#### WHAT THE TASK REQUIRES:
A single figure is expected: how many lines of the data that follows contain the word "dark".

#### MATERIAL PROVIDED:
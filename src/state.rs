use r2d2::Pool;
use r2d2_sqlite::SqliteConnectionManager;

use crate::auth::github::GithubClient;
use crate::config::Config;

pub type DbPool = Pool<SqliteConnectionManager>;

#[derive(Clone)]
pub struct AppState {
    pub db: DbPool,
    pub config: Config,
    pub github: GithubClient,
}
// Library exports for retube
// This allows integration tests and external code to use retube modules

pub mod auth;
pub mod config;
pub mod db;
pub mod error;
pub mod extractors;
pub mod player;
pub mod routes;
pub mod state;

use axum::routing::get;
use axum::Router;
use tower_http::trace::TraceLayer;

use crate::state::AppState;

/// Build the full application router. Shared by `main` and the integration
/// tests, which bind it to an ephemeral port.
pub fn app(state: AppState) -> Router {
    Router::new()
        .route("/", get(routes::home::index))
        .route("/search", get(routes::home::search))
        .route("/assets/{*path}", get(routes::assets::serve))
        .merge(routes::users::router())
        .merge(routes::videos::router())
        .merge(routes::api::router())
        .layer(TraceLayer::new_for_http())
        .with_state(state)
}
use axum::extract::FromRequestParts;
use axum::http::header;
use axum::http::request::Parts;
use rusqlite::params;

use crate::error::AppError;
use crate::state::AppState;

/// The currently authenticated user, resolved from the session cookie on
/// every request. Sessions store only the user id; the user row is looked up
/// fresh here so profile edits are never served from a stale snapshot.
#[derive(Debug, Clone)]
pub struct CurrentUser {
    pub id: String,
    pub username: String,
    pub name: String,
    pub email: String,
    pub avatar_path: Option<String>,
    pub social_only: bool,
}

/// Extractor that requires authentication.
/// Returns 401 if no valid unexpired session is found.
impl FromRequestParts<AppState> for CurrentUser {
    type Rejection = AppError;

    async fn from_request_parts(
        parts: &mut Parts,
        state: &AppState,
    ) -> Result<Self, Self::Rejection> {
        let token = extract_session_token(parts, &state.config.auth.cookie_name)
            .ok_or(AppError::Unauthorized)?;

        let conn = state.db.get()?;
        conn.query_row(
            "SELECT u.id, u.username, u.name, u.email, u.avatar_path, u.social_only
             FROM sessions s
             JOIN users u ON u.id = s.user_id
             WHERE s.token = ?1 AND s.expires_at > datetime('now')",
            params![token],
            |row| {
                Ok(CurrentUser {
                    id: row.get(0)?,
                    username: row.get(1)?,
                    name: row.get(2)?,
                    email: row.get(3)?,
                    avatar_path: row.get(4)?,
                    social_only: row.get(5)?,
                })
            },
        )
        .map_err(|_| AppError::Unauthorized)
    }
}

/// Optional user extractor - returns None instead of 401 when not authenticated.
pub struct MaybeUser(pub Option<CurrentUser>);

impl FromRequestParts<AppState> for MaybeUser {
    type Rejection = AppError;

    async fn from_request_parts(
        parts: &mut Parts,
        state: &AppState,
    ) -> Result<Self, Self::Rejection> {
        match CurrentUser::from_request_parts(parts, state).await {
            Ok(user) => Ok(MaybeUser(Some(user))),
            Err(_) => Ok(MaybeUser(None)),
        }
    }
}

fn extract_session_token<'a>(parts: &'a Parts, cookie_name: &str) -> Option<&'a str> {
    parts
        .headers
        .get_all(header::COOKIE)
        .iter()
        .filter_map(|v| v.to_str().ok())
        .flat_map(|s| s.split(';'))
        .map(|s| s.trim())
        .find_map(|cookie| {
            let mut split = cookie.splitn(2, '=');
            let key = split.next()?.trim();
            let val = split.next()?.trim();
            if key == cookie_name {
                Some(val)
            } else {
                None
            }
        })
}

#[cfg(test)]
mod tests {
    use super::*;
    use axum::http::Request;

    fn parts_with_cookie(value: &str) -> Parts {
        let request = Request::builder()
            .header(header::COOKIE, value)
            .body(())
            .unwrap();
        request.into_parts().0
    }

    #[test]
    fn extracts_named_cookie_among_many() {
        let parts = parts_with_cookie("theme=dark; retube_session=abc123; lang=en");
        assert_eq!(
            extract_session_token(&parts, "retube_session"),
            Some("abc123")
        );
    }

    #[test]
    fn missing_cookie_yields_none() {
        let parts = parts_with_cookie("theme=dark");
        assert_eq!(extract_session_token(&parts, "retube_session"), None);
    }

    #[test]
    fn whitespace_around_pairs_is_trimmed() {
        let parts = parts_with_cookie("  retube_session = tok  ");
        assert_eq!(extract_session_token(&parts, "retube_session"), Some("tok"));
    }
}
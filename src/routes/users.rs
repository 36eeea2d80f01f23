use askama::Template;
use axum::extract::{Path, State};
use axum::response::{IntoResponse, Response};
use axum::routing::get;
use axum::Router;
use rusqlite::params;

use crate::auth::handlers;
use crate::error::{AppError, AppResult};
use crate::extractors::MaybeUser;
use crate::routes::home::{not_found_page, query_user_video_cards, Html, VideoCard};
use crate::state::AppState;

#[derive(Template)]
#[template(path = "pages/profile.html")]
pub struct ProfileTemplate {
    pub profile_name: String,
    pub profile_username: String,
    pub avatar_path: Option<String>,
    pub videos: Vec<VideoCard>,
    pub username: Option<String>,
}

pub fn router() -> Router<AppState> {
    Router::new()
        .route("/join", get(handlers::join_page).post(handlers::join_submit))
        .route(
            "/login",
            get(handlers::login_page).post(handlers::login_submit),
        )
        .route("/users/logout", get(handlers::logout))
        .route(
            "/users/edit",
            get(handlers::edit_profile_page).post(handlers::edit_profile_submit),
        )
        .route(
            "/users/change-password",
            get(handlers::change_password_page).post(handlers::change_password_submit),
        )
        .route("/users/github/start", get(handlers::github_start))
        .route("/users/github/finish", get(handlers::github_finish))
        .route("/users/{id}", get(profile))
}

/// Public profile: the user's display name and their videos.
pub async fn profile(
    State(state): State<AppState>,
    MaybeUser(viewer): MaybeUser,
    Path(id): Path<String>,
) -> AppResult<Response> {
    let username = viewer.map(|u| u.username);

    let conn = state.db.get()?;
    let profile = conn.query_row(
        "SELECT name, username, avatar_path FROM users WHERE id = ?1",
        params![id],
        |row| {
            Ok((
                row.get::<_, String>(0)?,
                row.get::<_, String>(1)?,
                row.get::<_, Option<String>>(2)?,
            ))
        },
    );

    let (profile_name, profile_username, avatar_path) = match profile {
        Ok(p) => p,
        Err(rusqlite::Error::QueryReturnedNoRows) => return Ok(not_found_page(username)),
        Err(e) => return Err(AppError::from(e)),
    };

    let videos = query_user_video_cards(&conn, &id)?;

    Ok(Html(ProfileTemplate {
        profile_name,
        profile_username,
        avatar_path,
        videos,
        username,
    })
    .into_response())
}
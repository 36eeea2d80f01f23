//! State model for the watch-page media controls. The browser wiring in
//! `assets/js/player.js` mirrors this exactly; keeping the transitions here
//! makes them testable without a DOM.

/// Control state for a media element: play/pause, mute, and the volume
/// slider, including the last non-zero volume restored after unmuting.
#[derive(Debug, Clone, PartialEq)]
pub struct MediaControls {
    paused: bool,
    muted: bool,
    volume: f32,
    last_volume: f32,
}

pub const DEFAULT_VOLUME: f32 = 0.5;

impl Default for MediaControls {
    fn default() -> Self {
        Self {
            paused: true,
            muted: false,
            volume: DEFAULT_VOLUME,
            last_volume: DEFAULT_VOLUME,
        }
    }
}

impl MediaControls {
    pub fn new() -> Self {
        Self::default()
    }

    pub fn paused(&self) -> bool {
        self.paused
    }

    pub fn muted(&self) -> bool {
        self.muted
    }

    pub fn volume(&self) -> f32 {
        self.volume
    }

    /// What the volume slider should display: zero while muted, otherwise
    /// the actual volume.
    pub fn slider_volume(&self) -> f32 {
        if self.muted {
            0.0
        } else {
            self.volume
        }
    }

    /// Flip between playing and paused. Returns true when now playing.
    pub fn toggle_play(&mut self) -> bool {
        self.paused = !self.paused;
        !self.paused
    }

    /// Flip mute. Unmuting restores the last non-zero volume.
    pub fn toggle_mute(&mut self) {
        if self.muted {
            self.muted = false;
            self.volume = self.last_volume;
        } else {
            self.muted = true;
        }
    }

    /// Slider input: un-mutes, and non-zero values become the restore point.
    pub fn set_volume(&mut self, value: f32) {
        let value = value.clamp(0.0, 1.0);
        self.muted = false;
        self.volume = value;
        if value > 0.0 {
            self.last_volume = value;
        }
    }
}

/// Format a second count as `mm:ss`. Durations of an hour or more keep
/// accumulating minutes rather than rolling over.
pub fn format_time(total_seconds: u64) -> String {
    let minutes = total_seconds / 60;
    let seconds = total_seconds % 60;
    format!("{:02}:{:02}", minutes, seconds)
}
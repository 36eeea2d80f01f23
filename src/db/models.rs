use serde::{Deserialize, Serialize};

#[derive(Debug, Clone, Serialize, Deserialize)]
pub struct User {
    pub id: String,
    pub username: String,
    pub email: String,
    pub name: String,
    /// None for social-only accounts, which cannot log in with a password.
    pub password_hash: Option<String>,
    pub location: Option<String>,
    pub avatar_path: Option<String>,
    pub social_only: bool,
    pub created_at: String,
}

#[derive(Debug, Clone, Serialize, Deserialize)]
pub struct Session {
    pub id: String,
    pub user_id: String,
    pub token: String,
    pub expires_at: String,
    pub created_at: String,
}

#[derive(Debug, Clone, Serialize, Deserialize)]
pub struct Video {
    pub id: String,
    pub owner_id: String,
    pub title: String,
    pub description: String,
    pub file_path: String,
    pub thumb_path: String,
    /// Space-joined, normalized `#tag` list.
    pub hashtags: String,
    pub views: i64,
    pub created_at: String,
}

#[derive(Debug, Clone, Serialize, Deserialize)]
pub struct Comment {
    pub id: String,
    pub video_id: String,
    pub user_id: String,
    pub body: String,
    pub created_at: String,
}
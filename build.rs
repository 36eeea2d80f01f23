use std::process::Command;

fn main() {
    // Only rebuild CSS when template or CSS files change
    println!("cargo:rerun-if-changed=assets/css/input.css");
    println!("cargo:rerun-if-changed=templates/");

    // Try to run Tailwind CSS standalone CLI
    let status = Command::new("tailwindcss")
        .args([
            "-i",
            "assets/css/input.css",
            "-o",
            "assets/css/output.css",
            "--minify",
        ])
        .status();

    match status {
        Ok(s) if s.success() => {
            println!("cargo:warning=Tailwind CSS compiled successfully");
        }
        _ => {
            // Tailwind CLI not available - write a minimal fallback stylesheet
            println!("cargo:warning=Tailwind CLI not found, using fallback CSS");
            let fallback = r#"*, *::before, *::after { box-sizing: border-box; margin: 0; padding: 0; }
body { font-family: system-ui, -apple-system, sans-serif; line-height: 1.6; color: #1c1917; background: #fafaf9; -webkit-font-smoothing: antialiased; }
.mx-auto { margin-left: auto; margin-right: auto; }
.max-w-4xl { max-width: 56rem; }
.max-w-xl { max-width: 36rem; }
.max-w-md { max-width: 28rem; }
.px-4 { padding-left: 1rem; padding-right: 1rem; }
.py-3 { padding-top: 0.75rem; padding-bottom: 0.75rem; }
.py-8 { padding-top: 2rem; padding-bottom: 2rem; }
.py-16 { padding-top: 4rem; padding-bottom: 4rem; }
.mb-2 { margin-bottom: 0.5rem; }
.mb-4 { margin-bottom: 1rem; }
.mb-8 { margin-bottom: 2rem; }
.mt-1 { margin-top: 0.25rem; }
.mt-4 { margin-top: 1rem; }
.flex { display: flex; }
.flex-col { flex-direction: column; }
.items-center { align-items: center; }
.justify-between { justify-content: space-between; }
.gap-3 { gap: 0.75rem; }
.gap-4 { gap: 1rem; }
.text-center { text-align: center; }
.text-sm { font-size: 0.875rem; }
.text-lg { font-size: 1.125rem; }
.text-xl { font-size: 1.25rem; }
.text-4xl { font-size: 2.25rem; }
.font-medium { font-weight: 500; }
.font-semibold { font-weight: 600; }
.font-bold { font-weight: 700; }
.text-stone-500 { color: #78716c; }
.bg-white { background-color: #fff; }
.border-b { border-bottom: 1px solid; }
.border-stone-200 { border-color: #e7e5e4; }
.whitespace-pre-wrap { white-space: pre-wrap; }
a { color: inherit; text-decoration: none; }
a:hover { opacity: 0.8; }
.btn { display: inline-flex; align-items: center; justify-content: center; padding: 0.5rem 1rem; border-radius: 0.5rem; font-size: 0.875rem; font-weight: 500; cursor: pointer; text-decoration: none; border: none; }
.btn-primary { background: #1c1917; color: #fff; }
.btn-primary:hover { background: #44403c; }
.btn-secondary { background: #fff; color: #1c1917; border: 1px solid #d6d3d1; }
.btn-secondary:hover { background: #f5f5f4; }
.card { background: #fff; border-radius: 0.75rem; border: 1px solid #e7e5e4; padding: 1.5rem; box-shadow: 0 1px 2px 0 rgb(0 0 0 / 0.05); }
.input { width: 100%; border: 1px solid #d6d3d1; border-radius: 0.5rem; padding: 0.5rem 0.75rem; font-size: 0.875rem; }
.form-stack { display: flex; flex-direction: column; gap: 0.75rem; }
.form-error { margin-bottom: 1rem; border: 1px solid #fca5a5; background: #fef2f2; color: #b91c1c; border-radius: 0.5rem; padding: 0.5rem 0.75rem; font-size: 0.875rem; }
.video-grid { display: grid; grid-template-columns: repeat(auto-fill, minmax(16rem, 1fr)); gap: 1rem; }
.video-thumb { width: 100%; aspect-ratio: 16 / 9; object-fit: cover; border-radius: 0.5rem; background: #e7e5e4; }
.avatar { width: 4rem; height: 4rem; border-radius: 9999px; object-fit: cover; }
.watch video { width: 100%; border-radius: 0.75rem; background: #1c1917; }
.player-controls { margin-top: 1rem; }
.comment-list { display: flex; flex-direction: column; gap: 0.75rem; list-style: none; }
"#;
            std::fs::create_dir_all("assets/css").ok();
            std::fs::write("assets/css/output.css", fallback).ok();
        }
    }
}
use rand::Rng;
use rusqlite::params;

use crate::state::DbPool;

/// Create a new session for a user. Returns the session token.
pub fn create_session(pool: &DbPool, user_id: &str, hours: u64) -> Result<String, rusqlite::Error> {
    let conn = pool.get().map_err(|e| {
        rusqlite::Error::SqliteFailure(
            rusqlite::ffi::Error::new(rusqlite::ffi::SQLITE_ERROR),
            Some(e.to_string()),
        )
    })?;

    let token = generate_token();
    let id = uuid::Uuid::now_v7().to_string();

    conn.execute(
        "INSERT INTO sessions (id, user_id, token, expires_at) VALUES (?1, ?2, ?3, datetime('now', ?4))",
        params![id, user_id, token, format!("+{} hours", hours)],
    )?;

    Ok(token)
}

/// Delete a session by token.
pub fn delete_session(pool: &DbPool, token: &str) -> Result<(), rusqlite::Error> {
    let conn = pool.get().map_err(|e| {
        rusqlite::Error::SqliteFailure(
            rusqlite::ffi::Error::new(rusqlite::ffi::SQLITE_ERROR),
            Some(e.to_string()),
        )
    })?;

    conn.execute("DELETE FROM sessions WHERE token = ?1", params![token])?;
    Ok(())
}

/// Generate a cryptographically random 32-byte hex token.
fn generate_token() -> String {
    let mut rng = rand::thread_rng();
    let bytes: [u8; 32] = rng.gen();
    bytes.iter().map(|b| format!("{:02x}", b)).collect()
}

#[cfg(test)]
mod tests {
    use super::*;
    use r2d2::Pool;
    use r2d2_sqlite::SqliteConnectionManager;

    fn test_pool() -> DbPool {
        let manager = SqliteConnectionManager::memory();
        let pool = Pool::builder().max_size(1).build(manager).unwrap();
        crate::db::run_migrations(&pool).unwrap();
        pool
    }

    #[test]
    fn generate_token_is_64_hex_chars() {
        let token = generate_token();
        assert_eq!(token.len(), 64);
        assert!(token.chars().all(|c| c.is_ascii_hexdigit()));
    }

    #[test]
    fn generate_token_is_unique() {
        let t1 = generate_token();
        let t2 = generate_token();
        assert_ne!(t1, t2);
    }

    #[test]
    fn create_then_delete_session() {
        let pool = test_pool();
        let conn = pool.get().unwrap();
        conn.execute(
            "INSERT INTO users (id, username, email, name) VALUES ('u1', 'alice', 'a@b.c', 'Alice')",
            [],
        )
        .unwrap();
        drop(conn);

        let token = create_session(&pool, "u1", 1).unwrap();

        let conn = pool.get().unwrap();
        let count: i64 = conn
            .query_row(
                "SELECT COUNT(*) FROM sessions WHERE token = ?1 AND expires_at > datetime('now')",
                params![token],
                |r| r.get(0),
            )
            .unwrap();
        assert_eq!(count, 1);
        drop(conn);

        delete_session(&pool, &token).unwrap();

        let conn = pool.get().unwrap();
        let count: i64 = conn
            .query_row("SELECT COUNT(*) FROM sessions", [], |r| r.get(0))
            .unwrap();
        assert_eq!(count, 0);
    }
}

#### RESPONSE TO THIS TASK:
2